The obligations come into effect over the next two years:

December 1, 2023

· Compliance Certifications. Ensure the CEO/CISO certify compliance

· Incident Reporting. Notify NYDFS of extortion payments

April 29, 2024

· Risk Assessments. Update risk assessments at least annually

· Audit. Conduct independent audits (Class A Companies only)

· Policy Review. Obtain annual approval for cybersecurity policies

November 1, 2024

· Access Controls. Add more robust access/privilege controls

· Backups. Maintain material backups

· CISO Duties. Ensure the CISO reports material developments

· IR/Continuity Plan Testing. Create and test IR/continuity plan

· Oversight. Ensure governing body has appropriate expertise

May 1, 2025

· Vulnerability Management. Deploy automated scanning

· Training. Conduct training addressing social engineering

· Endpoint Detection. Deploy EDR (Class A Companies only)
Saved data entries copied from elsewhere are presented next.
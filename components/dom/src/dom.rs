use std::borrow::Cow;
use std::fmt;

#[derive(Debug, Default, Copy, Clone, Eq, PartialEq, Hash, Ord, PartialOrd)]
pub struct NodeId(usize);

impl NodeId {
    pub fn index(self) -> usize {
        self.0
    }
}

/// Possibly prefixed name of an attribute (`xlink:href`).
#[derive(Debug, Clone, Eq, PartialEq, Hash)]
pub struct QName {
    prefix: Option<String>,
    local: String,
}

impl QName {
    pub fn new(local: impl Into<String>) -> Self {
        Self {
            prefix: None,
            local: local.into(),
        }
    }

    pub fn with_prefix(prefix: impl Into<String>, local: impl Into<String>) -> Self {
        Self {
            prefix: Some(prefix.into()),
            local: local.into(),
        }
    }

    /// Splits at the first colon. A leading or trailing colon does not
    /// count as a prefix separator.
    pub fn parse(qualified: &str) -> Self {
        match qualified.split_once(':') {
            Some((prefix, local)) if !prefix.is_empty() && !local.is_empty() => {
                Self::with_prefix(prefix, local)
            }
            _ => Self::new(qualified),
        }
    }

    pub fn prefix(&self) -> Option<&str> {
        self.prefix.as_deref()
    }

    pub fn local_name(&self) -> &str {
        &self.local
    }

    pub fn qualified(&self) -> Cow<'_, str> {
        match &self.prefix {
            Some(prefix) => Cow::Owned(format!("{}:{}", prefix, self.local)),
            None => Cow::Borrowed(&self.local),
        }
    }

    pub fn matches(&self, qualified: &str) -> bool {
        match &self.prefix {
            Some(prefix) => {
                qualified.split_once(':') == Some((prefix.as_str(), self.local.as_str()))
            }
            None => qualified == self.local,
        }
    }
}

impl fmt::Display for QName {
    fn fmt(&self, f: &mut fmt::Formatter<'_>) -> fmt::Result {
        if let Some(prefix) = &self.prefix {
            write!(f, "{}:", prefix)?;
        }
        f.write_str(&self.local)
    }
}

#[derive(Debug, Clone, Eq, PartialEq)]
pub struct Attribute {
    pub name: QName,
    pub value: String,
}

#[derive(Debug, Clone, Eq, PartialEq)]
pub struct Element {
    name: String,
    attributes: Vec<Attribute>,
}

impl Element {
    pub fn new(name: impl Into<String>) -> Self {
        Self {
            name: name.into(),
            attributes: vec![],
        }
    }

    pub fn name(&self) -> &str {
        &self.name
    }

    // attributes

    pub fn attributes(&self) -> &[Attribute] {
        &self.attributes
    }

    pub fn attribute(&self, qualified: &str) -> Option<&str> {
        self.attributes
            .iter()
            .find(|attr| attr.name.matches(qualified))
            .map(|attr| attr.value.as_str())
    }

    pub fn has_attribute(&self, qualified: &str) -> bool {
        self.attribute(qualified).is_some()
    }

    /// Replaces the value of an existing attribute in place or appends a
    /// new one, so insertion order is kept.
    pub fn set_attribute(&mut self, qualified: &str, value: impl Into<String>) {
        let value = value.into();
        match self
            .attributes
            .iter_mut()
            .find(|attr| attr.name.matches(qualified))
        {
            Some(attr) => attr.value = value,
            None => self.attributes.push(Attribute {
                name: QName::parse(qualified),
                value,
            }),
        }
    }

    pub fn remove_attribute(&mut self, qualified: &str) -> Option<String> {
        let pos = self
            .attributes
            .iter()
            .position(|attr| attr.name.matches(qualified))?;
        Some(self.attributes.remove(pos).value)
    }

    pub fn attributes_mut(&mut self) -> &mut [Attribute] {
        &mut self.attributes
    }

    pub fn remove_attribute_at(&mut self, index: usize) -> Attribute {
        self.attributes.remove(index)
    }

    pub fn push_attribute(&mut self, name: QName, value: impl Into<String>) {
        self.attributes.push(Attribute {
            name,
            value: value.into(),
        });
    }
}

#[derive(Debug, Clone, Eq, PartialEq)]
pub enum NodeKind {
    Document,
    Element(Element),
    Text(String),
    CData(String),
    Comment(String),
    ProcessingInstruction { target: String, data: String },
}

impl NodeKind {
    pub fn is_element(&self) -> bool {
        matches!(self, NodeKind::Element(_))
    }

    pub fn is_text(&self) -> bool {
        matches!(self, NodeKind::Text(_))
    }
}

#[derive(Debug, Clone)]
struct NodeData {
    kind: NodeKind,
    parent: Option<NodeId>,
    children: Vec<NodeId>,
}

/// Arena owning every node of one tree.
///
/// Removing a node only detaches it; its slot stays allocated until the
/// document is dropped. A node has at most one parent and the mutation
/// methods refuse to build cycles.
#[derive(Debug, Clone)]
pub struct Document {
    nodes: Vec<NodeData>,
}

impl Default for Document {
    fn default() -> Self {
        Self::new()
    }
}

impl Document {
    pub fn new() -> Self {
        Self {
            nodes: vec![NodeData {
                kind: NodeKind::Document,
                parent: None,
                children: vec![],
            }],
        }
    }

    pub fn root(&self) -> NodeId {
        NodeId(0)
    }

    /// First element child of the document node.
    pub fn root_element(&self) -> Option<NodeId> {
        self.children(self.root())
            .iter()
            .copied()
            .find(|&id| self.kind(id).is_element())
    }

    // access

    pub fn kind(&self, id: NodeId) -> &NodeKind {
        &self.nodes[id.0].kind
    }

    pub fn kind_mut(&mut self, id: NodeId) -> &mut NodeKind {
        &mut self.nodes[id.0].kind
    }

    pub fn element(&self, id: NodeId) -> Option<&Element> {
        match self.kind(id) {
            NodeKind::Element(element) => Some(element),
            _ => None,
        }
    }

    pub fn element_mut(&mut self, id: NodeId) -> Option<&mut Element> {
        match self.kind_mut(id) {
            NodeKind::Element(element) => Some(element),
            _ => None,
        }
    }

    pub fn parent(&self, id: NodeId) -> Option<NodeId> {
        self.nodes[id.0].parent
    }

    pub fn children(&self, id: NodeId) -> &[NodeId] {
        &self.nodes[id.0].children
    }

    /// Whether `id` is reachable from the document node.
    pub fn is_attached(&self, id: NodeId) -> bool {
        let mut current = id;
        loop {
            if current == self.root() {
                return true;
            }
            match self.parent(current) {
                Some(parent) => current = parent,
                None => return false,
            }
        }
    }

    pub fn is_ancestor_or_self(&self, ancestor: NodeId, id: NodeId) -> bool {
        if ancestor != id && self.children(ancestor).is_empty() {
            return false;
        }
        let mut current = Some(id);
        while let Some(node) = current {
            if node == ancestor {
                return true;
            }
            current = self.parent(node);
        }
        false
    }

    /// Number of nodes below `id`, not counting `id` itself.
    pub fn descendant_count(&self, id: NodeId) -> usize {
        let mut count = 0;
        let mut stack: Vec<NodeId> = self.children(id).to_vec();
        while let Some(node) = stack.pop() {
            count += 1;
            stack.extend_from_slice(self.children(node));
        }
        count
    }

    /// Concatenated text and CDATA content of the subtree.
    pub fn text_content(&self, id: NodeId) -> String {
        let mut text = String::new();
        let mut stack = vec![id];
        while let Some(node) = stack.pop() {
            match self.kind(node) {
                NodeKind::Text(value) | NodeKind::CData(value) => text.push_str(value),
                _ => stack.extend(self.children(node).iter().rev()),
            }
        }
        text
    }

    // create

    fn push(&mut self, kind: NodeKind) -> NodeId {
        let id = NodeId(self.nodes.len());
        self.nodes.push(NodeData {
            kind,
            parent: None,
            children: vec![],
        });
        id
    }

    pub fn create_element(&mut self, element: Element) -> NodeId {
        self.push(NodeKind::Element(element))
    }

    pub fn create_text(&mut self, text: impl Into<String>) -> NodeId {
        self.push(NodeKind::Text(text.into()))
    }

    pub fn create_cdata(&mut self, text: impl Into<String>) -> NodeId {
        self.push(NodeKind::CData(text.into()))
    }

    pub fn create_comment(&mut self, text: impl Into<String>) -> NodeId {
        self.push(NodeKind::Comment(text.into()))
    }

    pub fn create_processing_instruction(
        &mut self,
        target: impl Into<String>,
        data: impl Into<String>,
    ) -> NodeId {
        self.push(NodeKind::ProcessingInstruction {
            target: target.into(),
            data: data.into(),
        })
    }

    // manipulators

    /// Detaches `id` from its parent. Returns `false` if it had none.
    pub fn remove(&mut self, id: NodeId) -> bool {
        match self.nodes[id.0].parent.take() {
            Some(parent) => {
                self.nodes[parent.0].children.retain(|&child| child != id);
                true
            }
            None => false,
        }
    }

    pub fn append_child(&mut self, parent: NodeId, child: NodeId) -> bool {
        if self.is_ancestor_or_self(child, parent) {
            log::warn!("refusing to append {:?} below its own descendant", child);
            return false;
        }
        self.remove(child);
        self.nodes[child.0].parent = Some(parent);
        self.nodes[parent.0].children.push(child);
        true
    }

    /// Inserts `new` as the sibling directly before `reference`.
    ///
    /// Fails if `reference` is detached or if `new` is an ancestor of
    /// (or equal to) `reference`.
    pub fn insert_before(&mut self, new: NodeId, reference: NodeId) -> bool {
        let parent = match self.parent(reference) {
            Some(parent) => parent,
            None => return false,
        };
        if self.is_ancestor_or_self(new, reference) {
            log::warn!("refusing to insert {:?} before its own descendant", new);
            return false;
        }
        self.remove(new);
        let siblings = &mut self.nodes[parent.0].children;
        let pos = siblings
            .iter()
            .position(|&child| child == reference)
            .unwrap_or(siblings.len());
        siblings.insert(pos, new);
        self.nodes[new.0].parent = Some(parent);
        true
    }

    /// Copies the subtree rooted at `id`. The copy is detached.
    pub fn deep_clone(&mut self, id: NodeId) -> NodeId {
        let kind = self.kind(id).clone();
        let copy = self.push(kind);
        let mut stack = vec![(id, copy)];
        while let Some((original, cloned)) = stack.pop() {
            for child in self.children(original).to_vec() {
                let kind = self.kind(child).clone();
                let child_copy = self.push(kind);
                self.nodes[child_copy.0].parent = Some(cloned);
                self.nodes[cloned.0].children.push(child_copy);
                stack.push((child, child_copy));
            }
        }
        copy
    }
}
use std::io;

use scrub_dom::{Document, NodeId, NodeKind};
use scrub_writer::escape::{Escape, HtmlEscaper};
use scrub_writer::write::UnicodeWrite;
use scrub_writer::{MarkupWriter, Syntax};

use crate::rules;

/// How nodes without a markup representation of their own are handled.
#[derive(Clone, Copy, PartialEq, Eq)]
pub(crate) enum Flavor {
    /// Output markup: document nodes expand to their children, childless
    /// non-void elements get an end tag unless written as XML.
    Markup,
    /// Literal text of a node: document nodes render empty, childless
    /// elements are always self-closed.
    Literal,
}

enum Step {
    Enter(NodeId),
    Exit,
}

pub(crate) fn write_tree<W: UnicodeWrite, E: Escape>(
    doc: &Document,
    node: NodeId,
    writer: &mut MarkupWriter<'_, W, E>,
    flavor: Flavor,
) -> io::Result<()> {
    let syntax = writer.syntax();
    let mut stack = vec![Step::Enter(node)];
    while let Some(step) = stack.pop() {
        let id = match step {
            Step::Exit => {
                writer.end_element()?;
                continue;
            }
            Step::Enter(id) => id,
        };
        let children = doc.children(id);
        match doc.kind(id) {
            NodeKind::Text(text) => writer.characters(text)?,
            // HTML parsers read `<![CDATA[` as a bogus comment ending at the first `>`
            NodeKind::CData(text) if flavor == Flavor::Markup && syntax != Syntax::Xml => {
                writer.characters(text)?
            }
            NodeKind::CData(text) => writer.cdata(text)?,
            NodeKind::Comment(_) | NodeKind::ProcessingInstruction { .. } => {}
            NodeKind::Document => {
                if flavor == Flavor::Markup {
                    stack.extend(children.iter().rev().map(|&child| Step::Enter(child)));
                }
            }
            NodeKind::Element(element) => {
                let mut start = writer.element(element.name().to_string())?;
                for attribute in element.attributes() {
                    start = start.attribute(&attribute.name.qualified(), &attribute.value)?;
                }

                let void = flavor == Flavor::Markup && rules::is_void_element(element.name());
                let empty = children.is_empty()
                    && (flavor == Flavor::Literal || syntax == Syntax::Xml);
                if void || empty {
                    start.finish_empty()?;
                } else {
                    start.finish()?;
                    stack.push(Step::Exit);
                }
                // content of a void element follows it
                stack.extend(children.iter().rev().map(|&child| Step::Enter(child)));
            }
        }
    }
    Ok(())
}

/// Writes `node` and its subtree as markup. Comments and processing
/// instructions are dropped.
pub fn write_markup<W: UnicodeWrite>(
    doc: &Document,
    node: NodeId,
    syntax: Syntax,
    sink: W,
) -> io::Result<W> {
    let mut writer = MarkupWriter::for_writer(sink, HtmlEscaper, syntax);
    write_tree(doc, node, &mut writer, Flavor::Markup)?;
    writer.finish()
}

pub fn to_markup(doc: &Document, node: NodeId, syntax: Syntax) -> String {
    // writing into a String cannot fail
    write_markup(doc, node, syntax, String::new()).unwrap_or_default()
}

/// Markup of the children of `node`.
pub fn inner_markup(doc: &Document, node: NodeId, syntax: Syntax) -> String {
    let mut writer = MarkupWriter::for_writer(String::new(), HtmlEscaper, syntax);
    let written = doc
        .children(node)
        .iter()
        .try_for_each(|&child| write_tree(doc, child, &mut writer, Flavor::Markup));
    match written {
        Ok(()) => writer.finish().unwrap_or_default(),
        Err(_) => String::new(),
    }
}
· Logging. Centralize logging and alerts (Class A Companies only)

November 1, 2025

· Asset Inventories. Create and maintain asset inventory

· Multifactor Authentication. Deploy multifactor authentication

Changes From Prior Drafts

When compared to NYDFS’s last draft, the final version has some notable (and useful) changes/clarifications:

  • CISO Definition [500.1(c); 500.4(d)]. Removes requirement that the CISO have the power to ensure risks are appropriately managed and direct resources to implement/maintain the cybersecurity program. [Management is now responsible for ensuring adequate resources are allocated, and the senior governing body must confirm that occurred.]
  • Audits [500.2(c)]. Eliminates Class A companies’ obligation to conduct annual audits and replaced it with a requirement to conduct such audits in accordance with the risk assessment.
  • CISO Reporting [500.4(c)]. Permits the CISO to report material cybersecurity issues to senior officers or the senior governing body. [Previously, the CISO had to report those issues to the senior governing body.]
  • IR/Continuity Plan Testing [500.16(d)]. Removes requirements for senior officers and highest-ranking executive to attend regular testing of the IR and business continuity plans. [Now, only “staff and management critical to the response” are required.]
  • Incident Reporting [500.1(g)]. Eliminates obligation to report every incident of unauthorized access to a privileged account. [Now, such access only triggers notice if it otherwise qualifies as reportable event.]
  • Incident Updates [500.17(a)]. Clarifies that covered entities need to supplement their incident notices when there are “material changes or new information previously unavailable.” [Previously, there was just a general obligation to “supplement the information provided.”]
  • Exemptions [500.19(a)]. Increases the revenue threshold to qualify for the limited exemption (which allows a company to avoid certain NYDFS obligations) from $5 million in gross revenue to $7.5 million and clarified that the only affiliate revenue included in that calculation is money derived from operations in New York.

NYDFS also now requires reporting of a “cybersecurity incident” (rather than “cybersecurity event”), but this is just a change in terminology—the substantive reporting triggers remain the same.

Action Items

  • Consider attending NYDFS training. Attend one of NYDFS’s webinars covering the new rules on November 15, November 30, and December 7.
  • Revise and test IR plan. You should add a process for alerting NYDFS of any cybersecurity extortion payment (e.g., ransomware) and ensure you test the full plan on a regular basis with key stakeholders.
  • Update the CEO and CISO on compliance efforts. Brief the CEO and CISO on new rules and existing compliance measures because they have new exposure under the rules: They must personally certify that the company is compliant.
  • Coordinate now with IT and InfoSec. Work now with IT/InfoSec to assess what new measures are needed because many provisions could require significant operational changes (and that will eat into the grace period provided by the delayed effective dates).

DISCLAIMER: Because of the generality of this update, the information provided herein may not be applicable in all situations and should not be acted upon without specific legal advice based on particular situations.